Entre los factores que habrían influido en la evolución de los precios durante julio aparece el componente estacional. El receso invernal impulsó incrementos en rubros vinculados al turismo, el entretenimiento y los pasajes aéreos. También se registraron aumentos en alimentos, principalmente en verduras y, en menor medida, en carnes. En sentido contrario, las liquidaciones de ropa ayudaron a contener el índice general.
Más allá de las diferencias entre las proyecciones, la mayoría de los analistas considera que julio podría representar una pausa dentro del proceso de desaceleración inflacionaria. El dato oficial será difundido por el Instituto Nacional de Estadística y Censos (INDEC) el 13 de agosto.
El comportamiento de los precios regulados se mantuvo en línea con la inflación general, mientras que algunos sectores mostraron incrementos más moderados. Entre ellos se encuentra el rubro salud, donde los ajustes en medicamentos y cuotas de medicina prepaga tuvieron una menor intensidad.
A pesar del posible repunte mensual, las expectativas para la segunda mitad del año continúan siendo favorables entre los analistas. La previsión es que, una vez superados los factores estacionales y con mayor estabilidad cambiaria, la inflación pueda retomar una trayectoria descendente y volver a ubicarse por debajo del 2% mensual.
Antes de conocerse el dato oficial de julio, la percepción de los consumidores sobre la evolución futura de los precios mostró un deterioro.

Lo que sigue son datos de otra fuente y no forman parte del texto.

//! Listener capability invoked by the dispatcher
//!
//! Callbacks run synchronously on the dispatcher thread, so a slow
//! listener delays every event queued behind it.

use tokio::sync::mpsc;
use tracing::warn;

use crate::events::{KeyCode, KeyEvent, Transition};

/// Receives pressed/released notifications for the events addressed to it
///
/// Both methods default to doing nothing, so a listener only needs to
/// implement the side it cares about.
pub trait KeyListener: Send + Sync {
    /// Called for events whose transition flag is set
    fn key_pressed(&self, _event: &KeyEvent) {}

    /// Called for events whose transition flag is cleared
    fn key_released(&self, _event: &KeyEvent) {}
}

/// Key notification forwarded into the async side of the daemon
#[derive(Debug, Clone, Copy, PartialEq, Eq)]
pub struct KeyNotification {
    pub key_code: KeyCode,
    pub transition: Transition,
    /// Microseconds between capture and dispatch
    pub latency_us: u64,
}

impl From<&KeyEvent> for KeyNotification {
    fn from(event: &KeyEvent) -> Self {
        Self {
            key_code: event.key_code(),
            transition: event.transition(),
            latency_us: event.latency().as_micros() as u64,
        }
    }
}

/// Listener that forwards every dispatched event to a tokio channel
///
/// Uses `try_send` so a lagging consumer never stalls the dispatcher;
/// notifications that do not fit are dropped with a warning.
pub struct ChannelListener {
    tx: mpsc::Sender<KeyNotification>,
}

impl ChannelListener {
    pub fn new(tx: mpsc::Sender<KeyNotification>) -> Self {
        Self { tx }
    }

    fn forward(&self, event: &KeyEvent) {
        let notification = KeyNotification::from(event);
        match self.tx.try_send(notification) {
            Ok(()) => {}
            Err(mpsc::error::TrySendError::Full(_)) => {
                warn!(key_code = notification.key_code, "key channel full, dropping notification");
            }
            Err(mpsc::error::TrySendError::Closed(_)) => {
                warn!(
                    key_code = notification.key_code,
                    "key channel closed, dropping notification"
                );
            }
        }
    }
}

impl KeyListener for ChannelListener {
    fn key_pressed(&self, event: &KeyEvent) {
        self.forward(event);
    }

    fn key_released(&self, event: &KeyEvent) {
        self.forward(event);
    }
}

#[cfg(test)]
mod tests {
    use std::sync::Arc;

    use super::*;

    #[test]
    fn test_default_methods_are_noops() {
        struct PressOnly;
        impl KeyListener for PressOnly {}

        let listener: Arc<dyn KeyListener> = Arc::new(PressOnly);
        let event = KeyEvent::new(true, 1, Arc::clone(&listener));
        listener.key_pressed(&event);
        listener.key_released(&event);
    }

    #[test]
    fn test_channel_listener_forwards_both_transitions() {
        let (tx, mut rx) = mpsc::channel(4);
        let listener: Arc<dyn KeyListener> = Arc::new(ChannelListener::new(tx));

        let down = KeyEvent::new(true, 0x31, Arc::clone(&listener));
        let up = KeyEvent::new(false, 0x31, Arc::clone(&listener));
        listener.key_pressed(&down);
        listener.key_released(&up);

        let first = tokio_test::block_on(rx.recv()).unwrap();
        let second = tokio_test::block_on(rx.recv()).unwrap();
        assert_eq!(first.key_code, 0x31);
        assert_eq!(first.transition, Transition::Pressed);
        assert_eq!(second.transition, Transition::Released);
    }

    #[test]
    fn test_channel_listener_drops_when_full() {
        let (tx, mut rx) = mpsc::channel(1);
        let listener: Arc<dyn KeyListener> = Arc::new(ChannelListener::new(tx));

        for code in 0..3 {
            let event = KeyEvent::new(true, code, Arc::clone(&listener));
            listener.key_pressed(&event);
        }

        let kept = tokio_test::block_on(rx.recv()).unwrap();
        assert_eq!(kept.key_code, 0);
        assert!(rx.try_recv().is_err());
    }

    #[test]
    fn test_channel_listener_survives_closed_channel() {
        let (tx, rx) = mpsc::channel(1);
        drop(rx);
        let listener: Arc<dyn KeyListener> = Arc::new(ChannelListener::new(tx));
        let event = KeyEvent::new(false, 9, Arc::clone(&listener));
        listener.key_released(&event);
    }
}
//! Core dispatch loop
//!
//! Drains the shared [`EventBuffer`] on a dedicated thread and invokes the
//! listener referenced by each event, one event per iteration, in FIFO order.
//! When the buffer is empty the worker waits for at most one poll interval
//! before checking again.

use std::any::Any;
use std::panic::{self, AssertUnwindSafe};
use std::sync::atomic::{AtomicBool, AtomicU64, Ordering};
use std::sync::{Arc, Mutex, MutexGuard, PoisonError};
use std::thread::{self, JoinHandle};
use std::time::Duration;

use tracing::{debug, info, warn};

use crate::events::{KeyCode, KeyEvent, Transition};
use crate::hook::{EventBuffer, Pop};

/// Errors that can occur while running the dispatcher
#[derive(Debug, thiserror::Error)]
pub enum DispatchError {
    #[error("dispatcher is already running")]
    AlreadyRunning,

    #[error("failed to spawn dispatcher thread: {0}")]
    ThreadSpawn(String),

    #[error("listener panicked on {transition} of key {key_code}: {message}")]
    ListenerPanicked {
        key_code: KeyCode,
        transition: Transition,
        message: String,
    },
}

/// Snapshot of the dispatcher counters
#[derive(Debug, Clone, Copy, Default, PartialEq, Eq)]
pub struct DispatchStats {
    /// Callbacks that returned normally
    pub delivered: u64,
    /// Callbacks that panicked
    pub listener_failures: u64,
    /// Idle waits that ran the full poll interval
    pub idle_polls: u64,
    /// Idle waits cut short by an interrupt
    pub idle_interrupts: u64,
}

#[derive(Default)]
struct Counters {
    delivered: AtomicU64,
    listener_failures: AtomicU64,
    idle_polls: AtomicU64,
    idle_interrupts: AtomicU64,
}

impl Counters {
    fn snapshot(&self) -> DispatchStats {
        DispatchStats {
            delivered: self.delivered.load(Ordering::Relaxed),
            listener_failures: self.listener_failures.load(Ordering::Relaxed),
            idle_polls: self.idle_polls.load(Ordering::Relaxed),
            idle_interrupts: self.idle_interrupts.load(Ordering::Relaxed),
        }
    }
}

/// Background worker delivering buffered key events to their listeners
///
/// Once started the worker runs until [`stop`](Self::stop) is called or the
/// process exits. Dropping the `Dispatcher` does not stop the thread. At most
/// one worker drains the buffer at any time.
pub struct Dispatcher {
    buffer: Arc<EventBuffer>,
    poll_interval: Duration,
    counters: Arc<Counters>,
    worker: Mutex<Option<WorkerHandle>>,
}

/// A spawned worker and the flag that keeps it looping
///
/// Every start gets a fresh flag, so a worker that was told to stop can
/// never be revived by a later run.
struct WorkerHandle {
    running: Arc<AtomicBool>,
    thread: JoinHandle<()>,
}

impl WorkerHandle {
    fn is_current_thread(&self) -> bool {
        self.thread.thread().id() == thread::current().id()
    }
}

impl Dispatcher {
    /// Create a dispatcher draining `buffer`
    pub fn new(buffer: Arc<EventBuffer>, poll_interval: Duration) -> Self {
        Self {
            buffer,
            poll_interval,
            counters: Arc::new(Counters::default()),
            worker: Mutex::new(None),
        }
    }

    /// Start the dispatcher
    ///
    /// Spawns the `key-dispatcher` thread. Listener callbacks run on that
    /// thread, one at a time. A worker that is still finishing a callback
    /// after [`stop`](Self::stop) is joined before the new one is spawned.
    /// Called from a callback of a stopped worker, that worker resumes.
    pub fn start(&self) -> Result<(), DispatchError> {
        let previous = {
            let mut slot = self.lock_worker();
            if let Some(current) = slot.as_ref() {
                if current.running.load(Ordering::SeqCst) {
                    return Err(DispatchError::AlreadyRunning);
                }
                if current.is_current_thread() {
                    self.buffer.clear_interrupt();
                    current.running.store(true, Ordering::SeqCst);
                    debug!("dispatcher resumed from its own callback");
                    return Ok(());
                }
            }
            slot.take()
        };

        // Joined without the lock held; its last callback may still query us
        if let Some(previous) = previous {
            if previous.thread.join().is_err() {
                warn!("previous dispatcher thread panicked");
            }
        }

        let mut slot = self.lock_worker();
        if slot.is_some() {
            return Err(DispatchError::AlreadyRunning);
        }

        // An interrupt aimed at an earlier run must not cut the first wait short
        self.buffer.clear_interrupt();

        let running = Arc::new(AtomicBool::new(true));
        let worker = Worker {
            buffer: Arc::clone(&self.buffer),
            poll_interval: self.poll_interval,
            running: Arc::clone(&running),
            counters: Arc::clone(&self.counters),
        };

        let thread = thread::Builder::new()
            .name("key-dispatcher".to_string())
            .spawn(move || {
                info!(
                    poll_interval_ms = worker.poll_interval.as_millis() as u64,
                    "dispatcher thread started"
                );
                worker.run();
                info!("dispatcher thread stopped");
            })
            .map_err(|e| DispatchError::ThreadSpawn(e.to_string()))?;

        *slot = Some(WorkerHandle { running, thread });
        Ok(())
    }

    /// Stop the dispatcher and wait for the worker to exit
    ///
    /// The callback in progress completes; events still queued stay in the
    /// buffer. When called from a listener callback the worker is not joined;
    /// the next [`start`](Self::start) from another thread joins it.
    pub fn stop(&self) {
        let handle = {
            let mut slot = self.lock_worker();
            let Some(current) = slot.as_ref() else {
                return;
            };

            current.running.store(false, Ordering::SeqCst);
            self.buffer.interrupt();

            if current.is_current_thread() {
                debug!("stop requested from dispatcher thread");
                return;
            }
            slot.take()
        };

        if let Some(handle) = handle {
            if handle.thread.join().is_err() {
                warn!("dispatcher thread panicked");
            }
        }
    }

    /// Check if the dispatcher is currently running
    pub fn is_running(&self) -> bool {
        self.lock_worker()
            .as_ref()
            .map_or(false, |current| current.running.load(Ordering::SeqCst))
    }

    pub fn stats(&self) -> DispatchStats {
        self.counters.snapshot()
    }

    fn lock_worker(&self) -> MutexGuard<'_, Option<WorkerHandle>> {
        self.worker.lock().unwrap_or_else(PoisonError::into_inner)
    }
}

/// State moved onto the dispatcher thread
struct Worker {
    buffer: Arc<EventBuffer>,
    poll_interval: Duration,
    running: Arc<AtomicBool>,
    counters: Arc<Counters>,
}

impl Worker {
    fn run(&self) {
        while self.running.load(Ordering::SeqCst) {
            match self.buffer.pop_timeout(self.poll_interval) {
                Pop::Event(event) => self.dispatch(&event),
                Pop::Idle => {
                    self.counters.idle_polls.fetch_add(1, Ordering::Relaxed);
                }
                Pop::Interrupted => {
                    self.counters.idle_interrupts.fetch_add(1, Ordering::Relaxed);
                    debug!("idle wait interrupted, continuing");
                }
            }
        }
    }

    /// Deliver one event and record the outcome
    fn dispatch(&self, event: &KeyEvent) {
        match deliver(event) {
            Ok(()) => {
                self.counters.delivered.fetch_add(1, Ordering::Relaxed);
                debug!(
                    key_code = event.key_code(),
                    transition = %event.transition(),
                    latency_us = event.latency().as_micros() as u64,
                    "key event dispatched"
                );
            }
            Err(e) => {
                self.counters.listener_failures.fetch_add(1, Ordering::Relaxed);
                warn!(error = %e, "listener callback failed, continuing");
            }
        }
    }
}

/// Route an event to its listener based on the transition flag
///
/// A panicking listener is reported as [`DispatchError::ListenerPanicked`].
fn deliver(event: &KeyEvent) -> Result<(), DispatchError> {
    let listener = event.listener();

    panic::catch_unwind(AssertUnwindSafe(|| {
        if event.is_pressed() {
            listener.key_pressed(event);
        } else {
            listener.key_released(event);
        }
    }))
    .map_err(|payload| DispatchError::ListenerPanicked {
        key_code: event.key_code(),
        transition: event.transition(),
        message: panic_message(payload.as_ref()),
    })
}

fn panic_message(payload: &(dyn Any + Send)) -> String {
    if let Some(message) = payload.downcast_ref::<&str>() {
        (*message).to_string()
    } else if let Some(message) = payload.downcast_ref::<String>() {
        message.clone()
    } else {
        "non-string panic payload".to_string()
    }
}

Un relevamiento académico sobre expectativas inflacionarias reflejó que la proyección promedio para los próximos 12 meses aumentó al 35,8%, lo que representa una suba de 3,7 puntos porcentuales frente al registro anterior, que había sido del 32,1%.
Sin embargo, la mediana de las respuestas se mantuvo en el 30%, lo que indica que la estimación del grupo central de participantes no presentó cambios, pese al aumento de quienes prevén una inflación superior.
El estudio, realizado durante la primera mitad de julio sobre una muestra nacional de 1.000 personas, también consultó por las expectativas para los próximos 30 días. En ese período, los encuestados estimaron una inflación promedio del 3,55%, apenas por encima del 3,50% registrado en la medición previa. La mediana volvió a ubicarse en el 3%.